Stored data:
- - - -

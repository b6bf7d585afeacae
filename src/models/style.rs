//! Style model

use serde::{Deserialize, Serialize};

/// Beer style guideline ranges
///
/// Ranges come straight from the document; min ≤ max is not re-checked at
/// render time, a malformed range displays as-is.
#[derive(Debug, Clone, Default, Serialize, Deserialize)]
pub struct Style {
    pub name: String,
    /// Category number as written in the document (e.g. "10")
    pub category_number: String,
    /// Style letter within the category (e.g. "A")
    pub style_letter: String,
    pub og_min: f64,
    pub og_max: f64,
    pub fg_min: f64,
    pub fg_max: f64,
    pub ibu_min: f64,
    pub ibu_max: f64,
    pub color_min: f64,
    pub color_max: f64,
    pub carb_min: f64,
    pub carb_max: f64,
    pub abv_min: f64,
    pub abv_max: f64,
}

- - - -

*ACTION ITEM:* Could you retype all of the entries exactly, leaving none out?

*YOUR SOLUTION:*
repository b6bf7d585afeacae
filename src/models/style.rs
//! Style model

use serde::{Deserialize, Serialize};

/// Beer style guideline ranges
///
/// Ranges come straight from the document; min ≤ max is not re-checked at
/// render time, a malformed range displays as-is.
#[derive(Debug, Clone, Default, Serialize, Deserialize)]
pub struct Style {
    pub name: String,
    /// Category number as written in the document (e.g. "10")
    pub category_number: String,
    /// Style letter within the category (e.g. "A")
    pub style_letter: String,
    pub og_min: f64,
    pub og_max: f64,
    pub fg_min: f64,
    pub fg_max: f64,
    pub ibu_min: f64,
    pub ibu_max: f64,
    pub color_min: f64,
    pub color_max: f64,
    pub carb_min: f64,
    pub carb_max: f64,
    pub abv_min: f64,
    pub abv_max: f64,
}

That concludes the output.